Talking about BIG topics with elders may be a new practice for you. Take it slowly. Notice when openings arise. Take opportunities to talk about Aging, Truth, Beauty, Love, Nature, Courage, and Strength. Talking about the weather can lead to talking about Nature. Commenting on a flower in a vase can bring forth a discussion of Beauty. Seeing an image of a young person and an older person, known or not, can result in a conversation about Aging. From simple starting points, discussions of surprising depth may emerge. We get to know each other more intimately, increasing the likelihood that the essence of the frail elder will really be seen.
It is okay if you ask simple, deep questions, and don’t get a much of a response. What you are doing by asking is giving the frail elder a moment to pause and consider. You are treating them with respect and dignity. The practice is a process. Over the long haul, it can lead to moments of essence-sharing.
Another way to offer opportunities for spiritual growth is to include rituals in the day: how do you greet the frail elder when you first see them? Is there a predictable order to the time you share? Small, simple gestures are powerful connectors to our essence. Admiring an object in the room, sitting down to a cup of tea or coffee and acknowledging the cup’s warmth, or simply pausing and looking out the window together can be a ritual—and a moment of pause when you both have time to appreciate being together.
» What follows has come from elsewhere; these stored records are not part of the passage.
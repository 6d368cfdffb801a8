//! Vertex types for 2D rendering

use bytemuck::{Pod, Zeroable};

/// Simple 2D vertex with position and color
#[repr(C)]
#[derive(Copy, Clone, Debug, PartialEq, Pod, Zeroable)]
pub struct Vertex {
    pub position: [f32; 2],
    pub color: [f32; 4],
}

impl Vertex {
    pub const fn new(x: f32, y: f32, color: [f32; 4]) -> Self {
        Self {
            position: [x, y],
            color,
        }
    }

    pub fn desc() -> wgpu::VertexBufferLayout<'static> {
        wgpu::VertexBufferLayout {
            array_stride: std::mem::size_of::<Vertex>() as wgpu::BufferAddress,
            step_mode: wgpu::VertexStepMode::Vertex,
            attributes: &[
                wgpu::VertexAttribute {
                    offset: 0,
                    shader_location: 0,
                    format: wgpu::VertexFormat::Float32x2,
                },
                wgpu::VertexAttribute {
                    offset: std::mem::size_of::<[f32; 2]>() as wgpu::BufferAddress,
                    shader_location: 1,
                    format: wgpu::VertexFormat::Float32x4,
                },
            ],
        }
    }
}

/// Neon palette
pub mod colors {
    pub const BACKGROUND: [f32; 4] = [0.0, 0.0, 0.0, 1.0];
    pub const WHITE: [f32; 4] = [1.0, 1.0, 1.0, 1.0];
    pub const GREY: [f32; 4] = [0.5, 0.5, 0.5, 1.0];
    pub const CYAN: [f32; 4] = [0.0, 1.0, 1.0, 1.0];
    pub const YELLOW: [f32; 4] = [1.0, 1.0, 0.0, 1.0];
    pub const OUTLINE: [f32; 4] = [0.0, 0.0, 0.0, 1.0];
    /// Translucent black behind text
    pub const PANEL: [f32; 4] = [0.0, 0.0, 0.0, 0.55];

    pub const PLAYER: [f32; 4] = CYAN;
    pub const OBSTACLE: [f32; 4] = [1.0, 0.1, 0.6, 1.0];
    pub const OBSTACLE_EDGE: [f32; 4] = [0.35, 0.0, 0.2, 1.0];
    pub const OBSTACLE_LIGHT: [f32; 4] = [1.0, 0.85, 0.3, 1.0];
    pub const SHARD: [f32; 4] = YELLOW;

    pub const LANE_EDGE: [f32; 4] = CYAN;
    pub const LANE_CENTER: [f32; 4] = WHITE;
    pub const GRID: [f32; 4] = [0.5, 0.5, 0.5, 0.35];
    /// Full-screen overlay behind the pause panel
    pub const DIM: [f32; 4] = [0.0, 0.0, 0.0, 0.6];
}
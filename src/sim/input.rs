//! Gameplay input abstraction
//!
//! Gameplay code never queries the keyboard directly; it reads an
//! [`InputSource`] polled once per frame.

/// Four level-triggered directions plus one edge-triggered action
pub trait InputSource {
    fn left(&self) -> bool;
    fn right(&self) -> bool;
    fn up(&self) -> bool;
    fn down(&self) -> bool;
    /// True only on the frame the action key went down
    fn action(&self) -> bool;
}

/// Frozen copy of an input source for one frame
#[derive(Debug, Clone, Copy, Default, PartialEq, Eq)]
pub struct InputSnapshot {
    pub left: bool,
    pub right: bool,
    pub up: bool,
    pub down: bool,
    pub action: bool,
}

impl InputSnapshot {
    /// Sample every channel of `source` once
    pub fn poll(source: &(impl InputSource + ?Sized)) -> Self {
        Self {
            left: source.left(),
            right: source.right(),
            up: source.up(),
            down: source.down(),
            action: source.action(),
        }
    }
}

impl InputSource for InputSnapshot {
    fn left(&self) -> bool {
        self.left
    }

    fn right(&self) -> bool {
        self.right
    }

    fn up(&self) -> bool {
        self.up
    }

    fn down(&self) -> bool {
        self.down
    }

    fn action(&self) -> bool {
        self.action
    }
}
Mindful silence can be a ritual. Not the kind of quiet that comes when people are just spacing out—but moments of MINDFUL silence. You can say, “Let’s be quiet for one minute. Close your eyes. Be quiet and feel the sense of well-being that is moving through your body.” Or you can encourage them to focus on the love in each of our hearts, starting with love for ourselves and then moving that out to include others. We can send love to those we know and those we don’t know. By doing so we help expand a frail elder’s and our own sense of their world.
PRINCIPLES UNDERLYING SPIRIT-CENTERED CARE
Underlying the practices mentioned above are the following principles of Spirit-Centered Care:
Working for our own essence and recognizing the essence of others;
we are all equal;
our roles in life can and do change;
and that deep listening is hugely important to understand one’s own and another’s essence.
The conscious recognition and honoring of one’s own essence and that of others can inspire, motivate and propel everyone practicing The Elderwise Way. Spirit-centered care is not clinical. It is human. Respect is felt in all interactions in subtle and important ways. We help participants understand that, in their core, whatever their intellectual losses, they are not less than they were before. Being valued in this way is internalized—it is something felt. When treated with dignity, frail elders may sit up a little straighter and express themselves with more confidence as they speak.
By acknowledging the essence of each person and treating them with a deep respect, people are drawn out of their isolation and feel free to express themselves as fully as possible. The opportunities to create moments that touch the heart and open the doors to our deeper selves are limitless.